Through her graduate research, Katja explored the power of music education in addressing social justice, the effects that student and teacher attitude can have on the classroom environment, and the benefits of placing more value on artistry, empathy, and global citizenship in the music classroom and curriculum. Katja’s master’s thesis, “Affirmation, Awareness, and Action: Curriculum for Social Justice and Music Education,” advanced her engagement with curriculum design and its importance in addressing current cultural influences in the lives of our students. Researching 21st century curriculum development inspired her to investigate how we have begun addressing diversity in music education at different levels and encouraged the desire for further cross-cultural investigation. Through her Fulbright research project, “Curricular Call and Response: The Future of Music Education in Vienna,” she examined how the music education curriculum at the university level in Austria has responded to calls for change that come directly and indirectly from the federal government and surrounding community.

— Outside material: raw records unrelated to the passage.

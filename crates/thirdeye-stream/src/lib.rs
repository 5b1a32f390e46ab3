//! # thirdeye-stream
//!
//! Low-latency receive path for a live H.264 camera feed carried as a raw
//! Annex-B byte stream over UDP.
//!
//! ```text
//! socket ─► PacketReceiver ─► NalReassembler ─► DecodeQueue ─► DecoderBridge ─► OutputSurface
//!           (receive thread)   (inline)          (drop-oldest)  (decode thread)
//! ```
//!
//! ## Crate structure
//!
//! - [`receiver`]: UDP socket + receive thread
//! - [`media`]: Annex-B reassembly, NAL classification, SPS/PPS cache
//! - [`queue`]: bounded drop-oldest decode queue
//! - [`decoder`]: decoder backend trait, backends, and the decode-thread bridge
//! - [`surface`]: output surfaces and JPEG snapshots
//! - [`session`]: composes everything into one start/stop unit
//! - [`stats`]: shared atomic counters and serializable snapshots
//! - [`metrics`]: Prometheus / JSON status HTTP server
//! - [`config`]: TOML configuration
//! - [`net`]: socket creation and interface binding

pub mod config;
pub mod decoder;
pub mod media;
pub mod metrics;
pub mod net;
pub mod queue;
pub mod receiver;
pub mod session;
pub mod stats;
pub mod surface;

pub use decoder::bridge::{BridgeState, DecoderBridge};
pub use media::reassembler::{NalEvent, NalReassembler};
pub use receiver::PacketReceiver;
pub use session::StreamSession;
pub use stats::StreamStats;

Katja received her Bachelor of Music in Music Education from the University of New Hampshire, magna cum laude, as well as NH and MA state licensure in K-12 Music Education. She worked as a public school music educator in the United States for six years at the elementary and secondary levels before gaining experience at the university level, teaching for two years as a graduate teaching assistant at BU. Inspired to find a creative solution to introducing elementary students to band at the start of the pandemic, Katja wrote and illustrated a children’s book (“Myna Joins The Band”) to assist local students in learning about and choosing band instruments for beginning band in the fall. She has maintained a private low brass studio and was the low brass adjudicator for the New Hampshire All State Music Festival. Katja is a Stanley A. Hamel Traveling Fellowship recipient and was named Teacher of the Year in her second year as music director at Stevens High School in NH. She is a member of multiple academic and musical honor societies including Phi Beta Kappa and Pi Kappa Lambda.

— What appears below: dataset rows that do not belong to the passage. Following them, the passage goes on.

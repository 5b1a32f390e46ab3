//! Monitor-mode decoder: no pixels are decoded. Every coded slice becomes
//! one output buffer, rendered as a flat grey frame sized from the SPS.

use super::{DecoderError, DecoderOutput, OutputBuffer, VideoDecoder};
use crate::media::nal;
use crate::media::params::DecoderConfig;
use crate::surface::{OutputSurface, PixelFormat, VideoFormat, VideoFrame};
use bytes::Bytes;
use std::collections::VecDeque;
use std::sync::Arc;
use std::time::Duration;
use tracing::debug;

/// Size used when the SPS cannot be parsed.
pub const FALLBACK_DIMENSIONS: (u32, u32) = (320, 240);

const PLACEHOLDER_RGB: [u8; 3] = [50, 50, 50];

/// At most this many undrained outputs are kept.
const MAX_PENDING: usize = 16;

struct OpenState {
    surface: Arc<dyn OutputSurface>,
    format: VideoFormat,
    placeholder: Bytes,
    format_reported: bool,
}

#[derive(Default)]
pub struct NullDecoder {
    open: Option<OpenState>,
    pending: VecDeque<OutputBuffer>,
    next_index: usize,
}

impl NullDecoder {
    pub fn new() -> Self {
        Self::default()
    }

    /// Output format once opened.
    pub fn format(&self) -> Option<VideoFormat> {
        self.open.as_ref().map(|o| o.format)
    }
}

impl VideoDecoder for NullDecoder {
    fn name(&self) -> &'static str {
        "null"
    }

    fn open(
        &mut self,
        config: &DecoderConfig,
        surface: Arc<dyn OutputSurface>,
    ) -> Result<(), DecoderError> {
        let (width, height) = config.dimensions().unwrap_or(FALLBACK_DIMENSIONS);
        let placeholder = VideoFrame::solid(width, height, PLACEHOLDER_RGB, 0)
            .ok_or_else(|| {
                DecoderError::Configure(format!("unsupported picture size {width}x{height}"))
            })?
            .data;
        debug!(width, height, codec = ?config.codec_string(), "null decoder opened");
        self.open = Some(OpenState {
            surface,
            format: VideoFormat {
                width,
                height,
                pixel_format: PixelFormat::Rgb24,
            },
            placeholder,
            format_reported: false,
        });
        self.pending.clear();
        Ok(())
    }

    fn queue_input(
        &mut self,
        nal_unit: &[u8],
        pts_us: u64,
        _timeout: Duration,
    ) -> Result<bool, DecoderError> {
        if self.open.is_none() {
            return Err(DecoderError::NotOpen);
        }
        let Some(&header) = nal_unit.first() else {
            return Ok(true);
        };
        if !nal::is_vcl(nal::nal_type_of(header)) {
            return Ok(true);
        }
        if self.pending.len() >= MAX_PENDING {
            return Ok(false);
        }
        self.pending.push_back(OutputBuffer {
            index: self.next_index,
            pts_us,
        });
        self.next_index = self.next_index.wrapping_add(1);
        Ok(true)
    }

    fn dequeue_output(&mut self, _timeout: Duration) -> Result<Option<DecoderOutput>, DecoderError> {
        let open = self.open.as_mut().ok_or(DecoderError::NotOpen)?;
        if self.pending.is_empty() {
            return Ok(None);
        }
        if !open.format_reported {
            open.format_reported = true;
            return Ok(Some(DecoderOutput::FormatChanged(open.format)));
        }
        Ok(self.pending.pop_front().map(DecoderOutput::Frame))
    }

    fn release_output(&mut self, buffer: OutputBuffer, render: bool) -> Result<(), DecoderError> {
        let open = self.open.as_ref().ok_or(DecoderError::NotOpen)?;
        if render {
            open.surface.present(VideoFrame {
                width: open.format.width,
                height: open.format.height,
                pts_us: buffer.pts_us,
                format: PixelFormat::Rgb24,
                data: open.placeholder.clone(),
            });
        }
        Ok(())
    }

    fn release(&mut self) {
        self.open = None;
        self.pending.clear();
    }
}

#[cfg(test)]
mod tests {
    use super::*;
    use crate::surface::FrameSurface;

    /// Baseline SPS declaring 100001 x 100001 macroblocks.
    fn oversized_sps() -> Vec<u8> {
        let ue = |v: u32| {
            let code = v + 1;
            let bits = 32 - code.leading_zeros();
            let mut out = "0".repeat(bits as usize - 1);
            out.push_str(&format!("{code:b}"));
            out
        };
        let mut bits = String::new();
        bits += &ue(0); // seq_parameter_set_id
        bits += &ue(0); // log2_max_frame_num_minus4
        bits += &ue(0); // pic_order_cnt_type
        bits += &ue(0); // log2_max_pic_order_cnt_lsb_minus4
        bits += &ue(1); // max_num_ref_frames
        bits += "0"; // gaps_in_frame_num_value_allowed_flag
        bits += &ue(100_000); // pic_width_in_mbs_minus1
        bits += &ue(100_000); // pic_height_in_map_units_minus1
        bits += "1"; // frame_mbs_only_flag
        bits += "1"; // direct_8x8_inference_flag
        bits += "0"; // frame_cropping_flag
        bits += "0"; // vui_parameters_present_flag
        bits += "1"; // rbsp_stop_one_bit
        while bits.len() % 8 != 0 {
            bits.push('0');
        }

        let mut rbsp = vec![0x42, 0xC0, 0x1E];
        for byte in bits.as_bytes().chunks(8) {
            let byte = std::str::from_utf8(byte).unwrap();
            rbsp.push(u8::from_str_radix(byte, 2).unwrap());
        }

        // Emulation prevention.
        let mut nal = vec![0x67];
        let mut zeros = 0;
        for b in rbsp {
            if zeros >= 2 && b <= 3 {
                nal.push(0x03);
                zeros = 0;
            }
            nal.push(b);
            zeros = if b == 0 { zeros + 1 } else { 0 };
        }
        nal
    }

    fn opened() -> (NullDecoder, Arc<FrameSurface>) {
        let surface = Arc::new(FrameSurface::new());
        let mut dec = NullDecoder::new();
        let config = DecoderConfig::new(&[0x67, 0x42], &[0x68, 0xCE]);
        dec.open(&config, surface.clone()).unwrap();
        (dec, surface)
    }

    #[test]
    fn input_before_open_fails() {
        let mut dec = NullDecoder::new();
        assert!(matches!(
            dec.queue_input(&[0x65], 0, Duration::ZERO),
            Err(DecoderError::NotOpen)
        ));
    }

    #[test]
    fn unparseable_sps_uses_fallback_size() {
        let (dec, _) = opened();
        let format = dec.format().unwrap();
        assert_eq!((format.width, format.height), FALLBACK_DIMENSIONS);
    }

    #[test]
    fn oversized_sps_is_rejected() {
        let mut dec = NullDecoder::new();
        let config = DecoderConfig::new(&oversized_sps(), &[0x68, 0xCE]);
        assert_eq!(config.dimensions(), Some((1_600_016, 1_600_016)));
        assert!(matches!(
            dec.open(&config, Arc::new(FrameSurface::new())),
            Err(DecoderError::Configure(_))
        ));
        assert!(dec.format().is_none());
    }

    #[test]
    fn format_change_precedes_first_frame() {
        let (mut dec, surface) = opened();
        assert!(dec.dequeue_output(Duration::ZERO).unwrap().is_none());
        dec.queue_input(&[0x65, 0x88], 1000, Duration::ZERO).unwrap();

        let first = dec.dequeue_output(Duration::ZERO).unwrap();
        assert!(matches!(first, Some(DecoderOutput::FormatChanged(_))));

        let Some(DecoderOutput::Frame(buf)) = dec.dequeue_output(Duration::ZERO).unwrap() else {
            panic!("expected a frame");
        };
        assert_eq!(buf.pts_us, 1000);
        dec.release_output(buf, true).unwrap();

        let frame = surface.snapshot().unwrap();
        assert_eq!(frame.pts_us, 1000);
        assert_eq!(frame.data.len(), 320 * 240 * 3);
        assert_eq!(&frame.data[..3], &PLACEHOLDER_RGB);
    }

    #[test]
    fn non_vcl_units_produce_no_output() {
        let (mut dec, _) = opened();
        dec.queue_input(&[0x06, 0x05], 1, Duration::ZERO).unwrap();
        dec.queue_input(&[0x09, 0x10], 2, Duration::ZERO).unwrap();
        assert!(dec.dequeue_output(Duration::ZERO).unwrap().is_none());
    }

    #[test]
    fn unrendered_release_leaves_surface_empty() {
        let (mut dec, surface) = opened();
        dec.queue_input(&[0x41, 0x9A], 1, Duration::ZERO).unwrap();
        dec.dequeue_output(Duration::ZERO).unwrap();
        let Some(DecoderOutput::Frame(buf)) = dec.dequeue_output(Duration::ZERO).unwrap() else {
            panic!("expected a frame");
        };
        dec.release_output(buf, false).unwrap();
        assert!(surface.snapshot().is_none());
    }

    #[test]
    fn backpressure_when_outputs_are_not_drained() {
        let (mut dec, _) = opened();
        for pts in 0..MAX_PENDING as u64 {
            assert!(dec.queue_input(&[0x41], pts, Duration::ZERO).unwrap());
        }
        assert!(!dec.queue_input(&[0x41], 99, Duration::ZERO).unwrap());
    }

    #[test]
    fn release_is_idempotent() {
        let (mut dec, _) = opened();
        dec.release();
        dec.release();
        assert!(dec.format().is_none());
    }
}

Katja believes in empowering students and musicians through affirmation, awareness, and action in the classroom and on stage. Her passion for teaching music students of all ages and backgrounds has contributed to her research on curriculum and the importance of DEIB (diversity, equity, inclusion, and belonging) in music education. She finds joy and pride in assisting aspiring music educators in gaining confidence and finding their place as instruments of change in the music classroom.
In her “off” time Katja enjoys drinking tea, crafting, snowboarding, and spending time outside with her family. She also believes in the importance of community music and aims to actively perform with various community ensembles wherever she calls home.